永源遥さん急死 70歳、死因は急性心筋梗塞 12・2ノアが追悼セレモニー

 昭和と平成を彩った名脇役レスラーがまた1人、この世を去った。プロレス団体のノアは29日、都内で会見を開き、元所属選手で取締役なども務めた永源遥さんが28日に急性心筋梗塞で急死したと発表した。享年70。同日夕方に都内のサウナで倒れ、搬送された病院で息を引き取った。通夜、告別式は未定。ノアは12月2日の後楽園ホール大会で献花台を設置し、追悼セレモニーを行う。

 会見に出席したノアの内田雅之会長はショックを隠せなかった。「昨日、永源さんと午前中に長話して、その後に訃報が入ったのは青天の霹靂(へきれき)。ご家族には心よりご冥福をお祈りします」と沈痛な面持ちで永源さんの死を伝えた。

 永源さんはサウナ好きで、28日の夕方に倒れた場所も都内にある行きつけのサウナ。予兆はなく、内田会長が「まったくいつもと変わらずです。昨日はいつもより多く会話をして、午後2時ぐらいに『お先に失礼します』と帰っていきました」と亡くなる前の様子を説明した。

 永源さんは大相撲から66年に東京プロレスに入団。その後は新日本プロレス、全日本プロレス、ジャパンプロレス、ノアと渡り歩いた。コミカルなファイトで知られ、全日本では、渕正信らと結成した「悪役商会」と故ジャイアント馬場が率いた「ファミリー軍団」との抗争が前座の名物となり、永源さんの客席へ唾を吐くパフォーマンスが人気を呼んだ。

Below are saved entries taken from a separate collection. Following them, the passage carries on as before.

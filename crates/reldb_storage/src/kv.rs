//! Key-value backend trait definitions.

use crate::error::StorageResult;
use std::fmt;
use std::path::Path;
use std::sync::Arc;

/// A key and its value, as yielded by a [`RawCursor`].
pub type KeyValue = (Vec<u8>, Vec<u8>);

/// An ordered, transactional key-value backend.
///
/// Keys live in named buckets and are ordered bytewise within a bucket.
/// Buckets are created implicitly by the first write into them; reading or
/// iterating a bucket that was never written behaves like an empty bucket.
///
/// # Invariants
///
/// - At most one write transaction is open at a time; `begin(true)` blocks
///   until the previous writer has committed or rolled back
/// - Read transactions observe the state as of their `begin`
/// - After [`Backend::close`], every `begin` fails with
///   [`StorageError::Closed`](crate::StorageError::Closed)
pub trait Backend: Send + Sync {
    /// Begins a transaction. Write transactions are exclusive.
    ///
    /// # Errors
    ///
    /// Returns `StorageError::Closed` once the backend has been closed.
    fn begin(&self, writable: bool) -> StorageResult<Box<dyn BackendTxn + '_>>;

    /// Closes the backend. Open transactions may finish; new ones fail.
    ///
    /// # Errors
    ///
    /// Returns an error if the backend cannot release its resources.
    fn close(&self) -> StorageResult<()>;

    /// Returns true once [`Backend::close`] has been called.
    fn is_closed(&self) -> bool;
}

impl<B: Backend + ?Sized> Backend for Arc<B> {
    fn begin(&self, writable: bool) -> StorageResult<Box<dyn BackendTxn + '_>> {
        (**self).begin(writable)
    }

    fn close(&self) -> StorageResult<()> {
        (**self).close()
    }

    fn is_closed(&self) -> bool {
        (**self).is_closed()
    }
}

/// One backend transaction.
///
/// Dropping a transaction without committing discards its writes.
pub trait BackendTxn {
    /// Returns true if this transaction may write.
    fn is_writable(&self) -> bool;

    /// Reads the value stored under `key` in `bucket`.
    fn get(&self, bucket: &[u8], key: &[u8]) -> StorageResult<Option<Vec<u8>>>;

    /// Stores `value` under `key` in `bucket`, creating the bucket if needed.
    ///
    /// # Errors
    ///
    /// Returns `StorageError::ReadOnly` for read transactions.
    fn put(&mut self, bucket: &[u8], key: &[u8], value: &[u8]) -> StorageResult<()>;

    /// Removes `key` from `bucket`. Returns true if the key existed.
    ///
    /// # Errors
    ///
    /// Returns `StorageError::ReadOnly` for read transactions.
    fn delete(&mut self, bucket: &[u8], key: &[u8]) -> StorageResult<bool>;

    /// Opens a cursor over `bucket`.
    fn cursor(&self, bucket: &[u8]) -> StorageResult<Box<dyn RawCursor + '_>>;

    /// Atomically publishes all writes made by this transaction.
    fn commit(self: Box<Self>) -> StorageResult<()>;

    /// Discards all writes made by this transaction.
    fn rollback(self: Box<Self>) -> StorageResult<()>;
}

/// A positioned cursor over one bucket.
///
/// Every method returns the entry the cursor lands on, or `None` when it
/// moves past either end. Once past an end, `next` and `prev` keep returning
/// `None` until the cursor is repositioned by `first`, `last` or a seek.
pub trait RawCursor {
    /// Moves to the smallest key.
    fn first(&mut self) -> StorageResult<Option<KeyValue>>;

    /// Moves to the largest key.
    fn last(&mut self) -> StorageResult<Option<KeyValue>>;

    /// Moves to the next larger key.
    fn next(&mut self) -> StorageResult<Option<KeyValue>>;

    /// Moves to the next smaller key.
    fn prev(&mut self) -> StorageResult<Option<KeyValue>>;

    /// Moves to the smallest key greater than or equal to `key`.
    fn seek(&mut self, key: &[u8]) -> StorageResult<Option<KeyValue>>;

    /// Moves to the largest key less than or equal to `key`.
    fn seek_reverse(&mut self, key: &[u8]) -> StorageResult<Option<KeyValue>>;
}

/// Opens backends for a store.
///
/// An initializer is the pluggable part of store configuration: it decides
/// which concrete backend a store runs on.
pub trait Initializer: Send + Sync + fmt::Debug {
    /// Opens (or creates) the backend for the store called `name` in `dir`.
    ///
    /// # Errors
    ///
    /// Returns an error if the backend cannot be opened.
    fn open(&self, dir: &Path, name: &str) -> StorageResult<Box<dyn Backend>>;
}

 また、幅広い人脈と営業力の持ち主としても知られ、所属団体をリング内外から支えた。ノアでは現役引退後に取締役などを務め、会社を離れてからも「顧問的存在。ノアの重鎮」(内田会長)として、事務所や試合会場に姿を見せていた。

 所属選手もショックを受けており、今年9月にGHCヘビー級王座に初挑戦するなど急成長を遂げたマサ北宮は「ビックリしました。昨日も事務所で見たので…」とさみしげな表情。「あまり試合の話をしない人だったので、(GHC戦で)『よかったよ』と褒めていただいたときはうれしかったです。これからは天国に届くようないい試合をしたい」と恩返しを誓った。

 ノアは12月2日の後楽園ホール大会で献花台を設置し、追悼セレモニーを行う予定。同3日のディファ有明大会でも献花台を設置する。